If there’s any bright side, it’s at least put El-P back to work. He’s been lounging with a different crew lately, bumping bodies with a new generation of slackjaw internet-rappers. You’ll catch him producing beats for the young, drunk Das Racist and trading verses with 2011 MVPs Danny Brown and Mr. Muthafuckin’ Exquire—you gotta think they feel like they’re working with royalty. Maybe he’s feeling particularly inspired, or maybe he just needed some new friends, but El-P has been something of a PR tear, culminating late last year in a blacked-out, dire-rap blow-up on Exquire’s premiere possy-cut “The Last Huzzah!”

But El-P hasn’t changed. Cancer For Cure is a shirked, claustrophobic, paranoid clutter of rhyming conspiracy theories. It’s Def Jux to the bones, flexing brash, noisy, error-message beats, heavy on beefy, tough-guy rhymes and almost entirely void of pleb-pleasing hooks. The rappers, as usual, sound like they’re having a fucking blast pulverizing through chaos. There was something mystic about El-P’s reawakening and subsequent return to the fold, like he’d arrive swollen with new angst, anxieties, and stories—but nah, this feels right at home, aligned with environment and eschewing any pacing or tension for a full-blown physical assault condensed into a single, brutal act.

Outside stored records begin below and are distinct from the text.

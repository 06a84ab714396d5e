//! CLI argument definitions.

use clap::{Parser, Subcommand};
use uuid::Uuid;

/// Users, matchings and the queued user deletion pipeline
#[derive(Parser, Debug)]
#[command(name = "matching-api")]
#[command(author, version, about, long_about = None)]
pub struct Cli {
    /// Enable verbose logging
    #[arg(short, long, global = true)]
    pub verbose: bool,

    #[command(subcommand)]
    pub command: Commands,
}

/// Available CLI commands
#[derive(Subcommand, Debug)]
pub enum Commands {
    /// Start the HTTP server
    Serve(ServeArgs),

    /// Run database migrations
    Migrate(MigrateArgs),

    /// Run or feed the user deletion pipeline
    Jobs(JobsArgs),
}

/// Arguments for the serve command
#[derive(Parser, Debug)]
pub struct ServeArgs {
    /// Host to bind to
    #[arg(short = 'H', long, default_value = "0.0.0.0", env = "SERVER_HOST")]
    pub host: String,

    /// Port to listen on
    #[arg(short, long, default_value = "3000", env = "SERVER_PORT")]
    pub port: u16,

    /// Also run the deletion worker inside the server process
    #[arg(long)]
    pub with_worker: bool,
}

/// Arguments for the migrate command
#[derive(Parser, Debug)]
pub struct MigrateArgs {
    #[command(subcommand)]
    pub action: MigrateAction,
}

/// Migration actions
#[derive(Subcommand, Debug)]
pub enum MigrateAction {
    /// Run pending migrations
    Up,
    /// Rollback last migration
    Down,
    /// Show migration status
    Status,
    /// Reset and re-run all migrations
    Fresh,
}

/// Arguments for the jobs command
#[derive(Parser, Debug)]
pub struct JobsArgs {
    #[command(subcommand)]
    pub action: JobsAction,
}

/// Deletion pipeline actions
#[derive(Subcommand, Debug)]
pub enum JobsAction {
    /// Poll the deletion queue until Ctrl+C
    Work,
    /// Queue one user for deletion
    EnqueueDeletion {
        /// ID of the user to delete
        user_id: Uuid,
    },
    /// Process a single batch and exit
    Drain {
        /// Messages to receive, clamped to 1..=10
        #[arg(short, long)]
        batch_size: Option<i64>,
    },
}

#[cfg(test)]
mod tests {
    use super::*;

    #[test]
    fn test_parses_enqueue_deletion() {
        let id = Uuid::now_v7();
        let cli = Cli::parse_from(["matching-api", "jobs", "enqueue-deletion", &id.to_string()]);

        match cli.command {
            Commands::Jobs(JobsArgs {
                action: JobsAction::EnqueueDeletion { user_id },
            }) => assert_eq!(user_id, id),
            other => panic!("unexpected command: {:?}", other),
        }
    }

    #[test]
    fn test_rejects_malformed_user_id() {
        let parsed = Cli::try_parse_from(["matching-api", "jobs", "enqueue-deletion", "nope"]);
        assert!(parsed.is_err());
    }

    #[test]
    fn test_verbose_is_global() {
        let cli = Cli::parse_from(["matching-api", "migrate", "status", "-v"]);
        assert!(cli.verbose);
    }
}
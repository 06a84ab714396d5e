//! Matching repository port and its relational implementation.

use async_trait::async_trait;
use sea_orm::{
    ColumnTrait, Condition, DatabaseConnection, EntityTrait, QueryFilter, QueryOrder, QuerySelect,
    Set,
};
use uuid::Uuid;

use super::entities::matching::{self, ActiveModel, Entity as MatchingEntity};
use super::{on_executor, status_changed, write_error, Executor, DUPLICATE_MATCHING};
use crate::domain::{Matching, MatchingStatus};
use crate::errors::{AppError, AppResult};
use crate::infra::Tx;

/// Matching repository trait for dependency injection.
#[async_trait]
pub trait MatchingRepository: Send + Sync {
    /// Insert a new matching.
    ///
    /// A second matching for the same participants is a `Conflict`; a
    /// participant that no longer exists is `NotFound`.
    async fn save(&self, tx: Option<Tx<'_>>, matching: &Matching) -> AppResult<Matching>;

    /// Write `matching.status` only if the stored status is still `expected`.
    ///
    /// `Conflict` when another writer moved the status first.
    async fn update_status(
        &self,
        tx: Option<Tx<'_>>,
        matching: &Matching,
        expected: MatchingStatus,
    ) -> AppResult<()>;

    async fn find_by_id(&self, tx: Option<Tx<'_>>, id: Uuid) -> AppResult<Option<Matching>>;

    /// The matching `me_id` started with `partner_id`, if any
    async fn find_by_participants(
        &self,
        tx: Option<Tx<'_>>,
        me_id: Uuid,
        partner_id: Uuid,
    ) -> AppResult<Option<Matching>>;

    /// Matchings where the user is on either side
    async fn find_all_by_user(
        &self,
        tx: Option<Tx<'_>>,
        user_id: Uuid,
        limit: u64,
        offset: u64,
    ) -> AppResult<Vec<Matching>>;

    async fn remove(&self, tx: Option<Tx<'_>>, id: Uuid) -> AppResult<Option<Uuid>>;
}

/// Relational implementation of MatchingRepository
pub struct MatchingStore {
    db: DatabaseConnection,
}

impl MatchingStore {
    pub fn new(db: DatabaseConnection) -> Self {
        Self { db }
    }
}

fn into_domain(models: Vec<matching::Model>) -> AppResult<Vec<Matching>> {
    models.into_iter().map(Matching::try_from).collect()
}

#[async_trait]
impl MatchingRepository for MatchingStore {
    async fn save(&self, tx: Option<Tx<'_>>, matching: &Matching) -> AppResult<Matching> {
        let insert = MatchingEntity::insert(ActiveModel::from(matching));

        on_executor!(Executor::resolve(&self.db, tx)?, |conn| {
            insert.exec_without_returning(conn).await
        })
        .map_err(|e| write_error("save matching", DUPLICATE_MATCHING, e))?;

        Ok(matching.clone())
    }

    async fn update_status(
        &self,
        tx: Option<Tx<'_>>,
        matching: &Matching,
        expected: MatchingStatus,
    ) -> AppResult<()> {
        let update = MatchingEntity::update_many()
            .set(ActiveModel {
                status: Set(matching.status.as_str().to_string()),
                updated_at: Set(matching.updated_at),
                ..Default::default()
            })
            .filter(matching::Column::Id.eq(matching.id))
            .filter(matching::Column::Status.eq(expected.as_str()));

        let result = on_executor!(Executor::resolve(&self.db, tx)?, |conn| {
            update.exec(conn).await
        })
        .map_err(|e| AppError::store("update matching status", e))?;

        if result.rows_affected == 0 {
            return Err(status_changed(matching.id, expected));
        }
        Ok(())
    }

    async fn find_by_id(&self, tx: Option<Tx<'_>>, id: Uuid) -> AppResult<Option<Matching>> {
        let query = MatchingEntity::find_by_id(id);

        let result = on_executor!(Executor::resolve(&self.db, tx)?, |conn| {
            query.one(conn).await
        })
        .map_err(|e| AppError::store("find matching", e))?;

        result.map(Matching::try_from).transpose()
    }

    async fn find_by_participants(
        &self,
        tx: Option<Tx<'_>>,
        me_id: Uuid,
        partner_id: Uuid,
    ) -> AppResult<Option<Matching>> {
        let query = MatchingEntity::find()
            .filter(matching::Column::MeId.eq(me_id))
            .filter(matching::Column::PartnerId.eq(partner_id));

        let result = on_executor!(Executor::resolve(&self.db, tx)?, |conn| {
            query.one(conn).await
        })
        .map_err(|e| AppError::store("find matching by participants", e))?;

        result.map(Matching::try_from).transpose()
    }

    async fn find_all_by_user(
        &self,
        tx: Option<Tx<'_>>,
        user_id: Uuid,
        limit: u64,
        offset: u64,
    ) -> AppResult<Vec<Matching>> {
        let query = MatchingEntity::find()
            .filter(
                Condition::any()
                    .add(matching::Column::MeId.eq(user_id))
                    .add(matching::Column::PartnerId.eq(user_id)),
            )
            .order_by_asc(matching::Column::CreatedAt)
            .order_by_asc(matching::Column::Id)
            .limit(limit)
            .offset(offset);

        let models = on_executor!(Executor::resolve(&self.db, tx)?, |conn| {
            query.all(conn).await
        })
        .map_err(|e| AppError::store("list matchings", e))?;

        into_domain(models)
    }

    async fn remove(&self, tx: Option<Tx<'_>>, id: Uuid) -> AppResult<Option<Uuid>> {
        let delete = MatchingEntity::delete_by_id(id);

        let result = on_executor!(Executor::resolve(&self.db, tx)?, |conn| {
            delete.exec(conn).await
        })
        .map_err(|e| AppError::store("remove matching", e))?;

        Ok((result.rows_affected > 0).then_some(id))
    }
}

“I AM SAM /I AM KNOWN TO GO H.A.M. /THE FULL RETARD /PLAYING TAPS ON THAT KEYTAR /IN A BENZ OR A BEA-MAR” over a squelched-shut trumpet on the cyberspace-broiled “The Full Retard.” Later Danny Brown flips a busy drum-swarm into feature-of-the-year fodder with his follow-the-dot “MY LECTURE IS LECTER, YOUR ‘TECTURE IS POCKET PROTECTOR, WITH TECHNICS I TAKE UP YOUR SECTOR, INSPECTOR, GADGET WITH THE RATCHET” rhythmic screaming out of the stratosphere. A wide-eyed Killer Mike, who just released a different paranoid, government-busting record with R.A.P. Music, assassinates a concentrated, computer-trash chug with vicious focus and “smuckers/motherfucker” strokes. When El-P is working unassisted, he flexes his usual complete indifference with rapping on beat, and crams every bar he gets with the entire breadth of his lexicon. When the overstuffage descends on an already-gorged instrumental like “True Story” it almost feels like self-parody.

You’ll hear cyberpunk futurism, evildoer cackle, reckless, fuck-the-world, antiestablishment ethos on Cancer for Cure, but mainly you’ll just hear a lot of chaos. The sort of gritty, tech-savvy cynicism that’s been missing from underground rap for a few years now—it’s actually kind of funny he’s found himself on the same track as a guy like Despot. Organically and historically they’ve got so much in common, but in utterly different directions. El-P is either stuck in his ways or a self-aware revivalist depending on perspective.

Look, maybe Aesop Rock’s upcoming disc will be better. He’s definitely the superior rapper, and Cancer For Cure can feel almost too excavated—like a crisp depiction of “the future of hip-hop” painted in ’98. The stormy, steely drones and security-camera rhetoric can almost feel like he’s compensating for something. But that doesn’t stop it from being weirdly charming through its relentless sneer. If nothing else it will remind you of the best times you’ve had listening to El-P, back when his perspective felt cutting edge. You could call it stout, but you could never call it hollow.